→ Saved entries
'''

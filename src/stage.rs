//! Promotion of winners into the staging folder.
//!
//! A promotion never edits the destination in place: the winner is copied to
//! a temporary sibling and renamed over the destination. Existing content that
//! differs from the winner is first copied aside to a timestamped backup.

use chrono::{DateTime, Local};
use std::fs;
use std::path::{Path, PathBuf};

use crate::error::{IoResultExt, MergeError};
use crate::extract::sha256_file;
use crate::models::{Candidate, Identity};

/// Result of one successful promotion.
#[derive(Debug, Clone, PartialEq, Eq)]
pub struct Promoted {
    pub destination: PathBuf,
    pub backup: Option<PathBuf>,
}

/// Copy `winner` to `destination`, backing up differing prior content.
pub fn promote(
    winner: &Candidate,
    destination: &Path,
    now: DateTime<Local>,
) -> Result<Promoted, MergeError> {
    if let Some(parent) = destination.parent() {
        fs::create_dir_all(parent).at("create", parent)?;
    }

    let mut backup = None;
    if destination.is_file() && sha256_file(destination)? != winner.content_digest {
        let target = backup_path(destination, now);
        copy_with_mtime(destination, &target)?;
        tracing::info!(
            staged = %destination.display(),
            backup = %target.display(),
            "backed up staged content"
        );
        backup = Some(target);
    }

    let tmp = temp_sibling(destination);
    if let Err(e) = copy_with_mtime(&winner.path, &tmp) {
        let _ = fs::remove_file(&tmp);
        return Err(e);
    }
    if let Err(e) = fs::rename(&tmp, destination) {
        let _ = fs::remove_file(&tmp);
        return Err(MergeError::io("rename", destination, e));
    }

    Ok(Promoted {
        destination: destination.to_path_buf(),
        backup,
    })
}

/// Copy bytes and carry the source modification time over when the
/// filesystem allows it.
fn copy_with_mtime(src: &Path, dst: &Path) -> Result<(), MergeError> {
    fs::copy(src, dst).at("copy", dst)?;
    let modified = fs::metadata(src).and_then(|m| m.modified());
    if let Ok(modified) = modified {
        let result = fs::File::options()
            .write(true)
            .open(dst)
            .and_then(|f| f.set_modified(modified));
        if let Err(e) = result {
            tracing::debug!(path = %dst.display(), error = %e, "could not preserve mtime");
        }
    }
    Ok(())
}

/// `<name>.bak.<YYYYmmdd-HHMMSS>` next to the staged file, with `-N`
/// appended until the name is free.
pub fn backup_path(destination: &Path, now: DateTime<Local>) -> PathBuf {
    let name = destination
        .file_name()
        .map(|n| n.to_string_lossy().to_string())
        .unwrap_or_default();
    let stamp = now.format("%Y%m%d-%H%M%S");
    let first = destination.with_file_name(format!("{}.bak.{}", name, stamp));
    if !first.exists() {
        return first;
    }
    (1u32..)
        .map(|n| destination.with_file_name(format!("{}.bak.{}-{}", name, stamp, n)))
        .find(|p| !p.exists())
        .unwrap_or(first)
}

fn temp_sibling(destination: &Path) -> PathBuf {
    let name = destination
        .file_name()
        .map(|n| n.to_string_lossy().to_string())
        .unwrap_or_default();
    destination.with_file_name(format!(".{}.pmerge-tmp", name))
}

/// Deterministic staged file name for an identity.
///
/// `<sanitized name>__<id8>.<ext>`; without a name the base is
/// `preview_<id8>` or the source file stem.
pub fn canonical_name(identity: &Identity, source: &Path) -> String {
    let id8: Option<String> = identity
        .opaque_id
        .as_deref()
        .map(|id| sanitize(&id.chars().take(8).collect::<String>()))
        .filter(|s| !s.is_empty());

    let named = identity
        .display_name
        .as_deref()
        .map(sanitize)
        .filter(|s| !s.is_empty());
    let base = match (named, &id8) {
        (Some(name), _) => name,
        (None, Some(id8)) => format!("preview_{}", id8),
        (None, None) => source
            .file_stem()
            .map(|s| sanitize(&s.to_string_lossy()))
            .unwrap_or_default(),
    };

    let tag = id8.map(|id| format!("__{}", id)).unwrap_or_default();
    let ext = source
        .extension()
        .map(|e| format!(".{}", e.to_string_lossy()))
        .unwrap_or_default();
    format!("{}{}{}", base, tag, ext)
}

/// Keep alphanumerics, space, `-`, `_` and `.`; everything else becomes `_`.
pub fn sanitize(s: &str) -> String {
    s.chars()
        .map(|ch| {
            if ch.is_alphanumeric() || matches!(ch, ' ' | '-' | '_' | '.') {
                ch
            } else {
                '_'
            }
        })
        .collect::<String>()
        .trim()
        .to_string()
}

'''

Match on "first" and copy out every line of the entries that contains it.

→ The answer
//! differs from the winner is first copied aside to a timestamped backup.
    let first = destination.with_file_name(format!("{}.bak.{}", name, stamp));
    if !first.exists() {
        return first;
        .unwrap_or(first)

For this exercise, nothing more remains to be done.